Deeply moved and "uplifted" (in his precisely chosen word, with its Talmudic resonance), Schwartz will now rename his financially beleaguered Center. The new name will fete the great artist and the greatest of causes in a single descriptive title, Schwarz said: The Bob Rauschenberg Center of Living.
"This extraordinarily generous gift has uplifted us. And it suggests that there exists an artistry of living, as well as an artistry of the canvas, defined by generosity and intention," said Schwartz. "Mr. Rauschenberg is a master of both."
SCHWARTZ Rauschenberg has given significantly to educational concerns and others over time, including more than $1 million to the American Foundation for AIDS Research, where he also served in an advisory capacity, Schwartz noted.
He's a master who defines the terms of his art, whether in philanthropy, or in painting.
"For him, it has been, 'Art is what I say it is!' Schwartz explained with a chuckle, deftly encapsulating Rauschenberg's significant rewrite of the standards of contemporary art since the 1960s, both in the United States and in the world.
Schwartz, himself, has rewritten the standards for treatment of AIDS and HIV in people without money and often uninsured, living in Southwest Florida - and in so doing has struggled, financially. It isn't the kind of medicine one practices to get rich, he has often observed, without hint of complaint.
"The Rauschenberg gift is monumental, but we still have another $70,000 or so to go, to catch up," Schwartz said.
Monies required to keep the non-profit Center solvent and the patients certain of the newest treatment regimens - a significant portion of them from the State and administered by the Lee County Health Department - have not been dependable.

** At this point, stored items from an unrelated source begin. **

//! Normalizer: maps language-specific raw declarations into the unified
//! symbol model.
//!
//! This is the explicit reconciliation layer between the three grammars:
//! modifier vocabulary differences, visibility defaulting, qualified-name
//! construction and the default-implies-optional parameter invariant all
//! live here, so no per-language notion leaks into `Symbol`.

use crate::config::ExtractorConfig;
use crate::errors::{ExtractError, ExtractResult};
use crate::raw::{RawDeclaration, RawKind, RawUnit};
use crate::symbol::{Modifier, ModifierSet, ParameterDescriptor, Symbol, SymbolKind};
use crate::traits::Extraction;
use crate::unit::{Language, SourceUnit};
use log::{debug, warn};

/// Normalize one raw declaration into a `Symbol`.
///
/// `enclosing` is the qualified name of the enclosing symbol (class or
/// retained callback), or `None` at top level.
pub fn normalize(
    raw: &RawDeclaration,
    enclosing: Option<&str>,
    language: Language,
    config: &ExtractorConfig,
) -> ExtractResult<Symbol> {
    let qualified_name = match enclosing {
        Some(parent) => format!("{}.{}", parent, raw.name),
        None => raw.name.clone(),
    };

    let modifiers = normalize_modifiers(raw, language)?;
    let kind = normalize_kind(raw);

    let parameters = raw
        .parameters
        .iter()
        .map(|p| ParameterDescriptor {
            name: p.name.clone(),
            type_text: if config.extract_types {
                p.type_text.clone()
            } else {
                None
            },
            nullable: p.nullable,
            has_default: p.default_text.is_some(),
            default_text: p.default_text.clone(),
            // Invariant: a defaulted parameter is always optional
            optional: p.optional || p.default_text.is_some(),
        })
        .collect();

    let return_type = if config.extract_types {
        raw.return_type.clone()
    } else {
        None
    };

    let doc = if config.include_docs {
        raw.doc.clone().unwrap_or_default()
    } else {
        String::new()
    };

    Ok(Symbol {
        qualified_name,
        name: raw.name.clone(),
        kind,
        modifiers,
        parameters,
        return_type,
        doc,
        language,
        span: raw.span,
        truncated: raw.truncated,
    })
}

fn normalize_modifiers(
    raw: &RawDeclaration,
    language: Language,
) -> ExtractResult<ModifierSet> {
    let mut modifiers = ModifierSet::new();

    for token in &raw.modifiers {
        let Some(modifier) = Modifier::from_raw(token) else {
            debug!("dropping modifier token `{}` on `{}`", token, raw.name);
            continue;
        };
        modifiers
            .insert(modifier)
            .map_err(|(first, second)| ExtractError::ConflictingModifiers {
                name: raw.name.clone(),
                first: first.as_str().to_string(),
                second: second.as_str().to_string(),
            })?;
    }

    // PHP declarations default to public; visibility is not a keyword-level
    // concept in TypeScript/JavaScript.
    if language == Language::Php && modifiers.visibility().is_none() {
        // Checked above: no visibility present, insert cannot conflict
        let _ = modifiers.insert(Modifier::Public);
    }

    if raw.default_export {
        let _ = modifiers.insert(Modifier::DefaultExport);
    } else if raw.exported {
        let _ = modifiers.insert(Modifier::Exported);
    }

    Ok(modifiers)
}

fn normalize_kind(raw: &RawDeclaration) -> SymbolKind {
    match raw.kind {
        RawKind::Function => SymbolKind::Function,
        RawKind::Method => SymbolKind::Method,
        RawKind::Class => SymbolKind::Class,
        // Capitalized arrow bindings follow the React component convention
        RawKind::ArrowBinding => {
            if raw.name.chars().next().is_some_and(char::is_uppercase) {
                SymbolKind::Component
            } else {
                SymbolKind::Function
            }
        }
    }
}

/// Normalize a whole raw unit into an `Extraction`, registering symbols in
/// declaration order.
///
/// Duplicates are recorded as recoverable errors (first registration wins;
/// members of an unregistered declaration are not registered). Truncation
/// is carried over from the raw unit as a flag plus a recoverable
/// `TruncatedInput` entry.
pub fn build_extraction(
    raw_unit: &RawUnit,
    unit: &SourceUnit,
    config: &ExtractorConfig,
) -> ExtractResult<Extraction> {
    let mut extraction = Extraction::for_unit(unit);
    extraction.truncated = raw_unit.truncated;
    if raw_unit.truncated {
        warn!("truncated input in {}", unit.origin);
        extraction
            .errors
            .push(ExtractError::TruncatedInput(unit.origin.clone()));
    }

    register_tree(
        &raw_unit.declarations,
        None,
        unit.language,
        config,
        &mut extraction,
    )?;

    Ok(extraction)
}

fn register_tree(
    declarations: &[RawDeclaration],
    enclosing: Option<&str>,
    language: Language,
    config: &ExtractorConfig,
    extraction: &mut Extraction,
) -> ExtractResult<()> {
    for raw in declarations {
        let symbol = normalize(raw, enclosing, language, config)?;

        if config.skip_private && symbol.modifiers.contains(Modifier::Private) {
            debug!("skipping private symbol `{}`", symbol.qualified_name);
            continue;
        }

        let qualified_name = symbol.qualified_name.clone();
        match extraction.registry.register(symbol) {
            Ok(()) => {
                register_tree(
                    &raw.members,
                    Some(&qualified_name),
                    language,
                    config,
                    extraction,
                )?;
            }
            Err(e) => {
                warn!("{} in {}", e, extraction.origin);
                extraction.errors.push(e);
            }
        }
    }
    Ok(())
}

#[cfg(test)]
mod tests {
    use super::*;
    use crate::raw::RawParameter;
    use crate::symbol::Span;

    fn raw(kind: RawKind, name: &str) -> RawDeclaration {
        RawDeclaration::new(kind, name, Span::default())
    }

    #[test]
    fn test_php_visibility_defaults_to_public() {
        let decl = raw(RawKind::Method, "m");
        let symbol =
            normalize(&decl, Some("C"), Language::Php, &ExtractorConfig::default()).unwrap();
        assert!(symbol.modifiers.contains(Modifier::Public));
        assert_eq!(symbol.qualified_name, "C.m");
    }

    #[test]
    fn test_typescript_gets_no_visibility() {
        let decl = raw(RawKind::Function, "f");
        let symbol = normalize(
            &decl,
            None,
            Language::Typescript,
            &ExtractorConfig::default(),
        )
        .unwrap();
        assert!(symbol.modifiers.visibility().is_none());
    }

    #[test]
    fn test_default_implies_optional() {
        let mut decl = raw(RawKind::Function, "f");
        decl.parameters
            .push(RawParameter::new("$p").with_default("1"));
        let symbol =
            normalize(&decl, None, Language::Php, &ExtractorConfig::default()).unwrap();
        assert!(symbol.parameters[0].has_default);
        assert!(symbol.parameters[0].optional);
    }

    #[test]
    fn test_conflicting_modifiers_rejected() {
        let mut decl = raw(RawKind::Method, "m");
        decl.modifiers = vec!["public".to_string(), "private".to_string()];
        let err = normalize(&decl, None, Language::Php, &ExtractorConfig::default())
            .unwrap_err();
        assert!(matches!(err, ExtractError::ConflictingModifiers { .. }));
    }

    #[test]
    fn test_unknown_modifier_tokens_dropped() {
        let mut decl = raw(RawKind::Method, "m");
        decl.modifiers = vec!["abstract".to_string(), "static".to_string()];
        let symbol =
            normalize(&decl, None, Language::Php, &ExtractorConfig::default()).unwrap();
        assert!(symbol.modifiers.contains(Modifier::Static));
        assert!(symbol.modifiers.contains(Modifier::Public));
        assert_eq!(symbol.modifiers.len(), 2);
    }

    #[test]
    fn test_arrow_binding_component_convention() {
        let card = raw(RawKind::ArrowBinding, "Card");
        let add = raw(RawKind::ArrowBinding, "add");
        let config = ExtractorConfig::default();
        assert_eq!(
            normalize(&card, None, Language::Typescript, &config)
                .unwrap()
                .kind,
            SymbolKind::Component
        );
        assert_eq!(
            normalize(&add, None, Language::Typescript, &config)
                .unwrap()
                .kind,
            SymbolKind::Function
        );
    }

    #[test]
    fn test_default_export_flag() {
        let mut decl = raw(RawKind::Function, "App");
        decl.exported = true;
        decl.default_export = true;
        let symbol = normalize(
            &decl,
            None,
            Language::Typescript,
            &ExtractorConfig::default(),
        )
        .unwrap();
        assert!(symbol.modifiers.contains(Modifier::DefaultExport));
        assert!(!symbol.modifiers.contains(Modifier::Exported));
    }

    #[test]
    fn test_missing_doc_becomes_empty_string() {
        let decl = raw(RawKind::Function, "f");
        let symbol =
            normalize(&decl, None, Language::Javascript, &ExtractorConfig::default()).unwrap();
        assert_eq!(symbol.doc, "");
        assert!(!symbol.has_doc());
    }

    #[test]
    fn test_build_extraction_duplicate_recorded() {
        let unit = SourceUnit::new(Language::Php, "<?php", "dup.php");
        let raw_unit = RawUnit {
            declarations: vec![raw(RawKind::Function, "f"), raw(RawKind::Function, "f")],
            truncated: false,
        };
        let extraction =
            build_extraction(&raw_unit, &unit, &ExtractorConfig::default()).unwrap();
        assert_eq!(extraction.symbol_count(), 1);
        assert_eq!(
            extraction.errors,
            vec![ExtractError::DuplicateSymbol("f".to_string())]
        );
    }

    #[test]
    fn test_build_extraction_nested_members() {
        let unit = SourceUnit::new(Language::Php, "<?php", "c.php");
        let mut class = raw(RawKind::Class, "App\\C");
        class.members.push(raw(RawKind::Method, "m"));
        let raw_unit = RawUnit {
            declarations: vec![class],
            truncated: false,
        };
        let extraction =
            build_extraction(&raw_unit, &unit, &ExtractorConfig::default()).unwrap();
        assert_eq!(extraction.symbol_count(), 2);
        let method = extraction.registry.by_qualified_name("App\\C.m").unwrap();
        assert_eq!(method.kind, SymbolKind::Method);
        assert_eq!(
            extraction.registry.parent_of(method).unwrap().qualified_name,
            "App\\C"
        );
    }

    #[test]
    fn test_build_extraction_truncated_flag() {
        let unit = SourceUnit::new(Language::Javascript, "/* open", "t.js");
        let raw_unit = RawUnit {
            declarations: Vec::new(),
            truncated: true,
        };
        let extraction =
            build_extraction(&raw_unit, &unit, &ExtractorConfig::default()).unwrap();
        assert!(extraction.truncated);
        assert_eq!(
            extraction.errors,
            vec![ExtractError::TruncatedInput("t.js".to_string())]
        );
    }

    #[test]
    fn test_skip_private() {
        let unit = SourceUnit::new(Language::Php, "<?php", "p.php");
        let mut class = raw(RawKind::Class, "C");
        let mut private_method = raw(RawKind::Method, "hidden");
        private_method.modifiers = vec!["private".to_string()];
        class.members.push(private_method);
        class.members.push(raw(RawKind::Method, "visible"));
        let raw_unit = RawUnit {
            declarations: vec![class],
            truncated: false,
        };
        let config = ExtractorConfig {
            skip_private: true,
            ..Default::default()
        };
        let extraction = build_extraction(&raw_unit, &unit, &config).unwrap();
        assert!(extraction.registry.by_qualified_name("C.hidden").is_none());
        assert!(extraction.registry.by_qualified_name("C.visible").is_some());
    }
}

Meanwhile, HIV and AIDS treatment done correctly has redefined the scourge. It is no longer a fatal sentence, said Schwartz, but a disease that can be controlled during the course of a long life. But lifelong treatment is expensive.
For almost three years, Schwarz has taken no salary at the Center, and that probably won't change in the near future, he says.
"Are we going to tell these patients, 'No, you don't get the best treatment, because we don't have the money' - in this society?" he asked, rhetorically. "No. We'll find it somewhere, even if I don't get paid."
By Schwartz's definition, perhaps - and by Rauschenberg's - that's the high art of living well.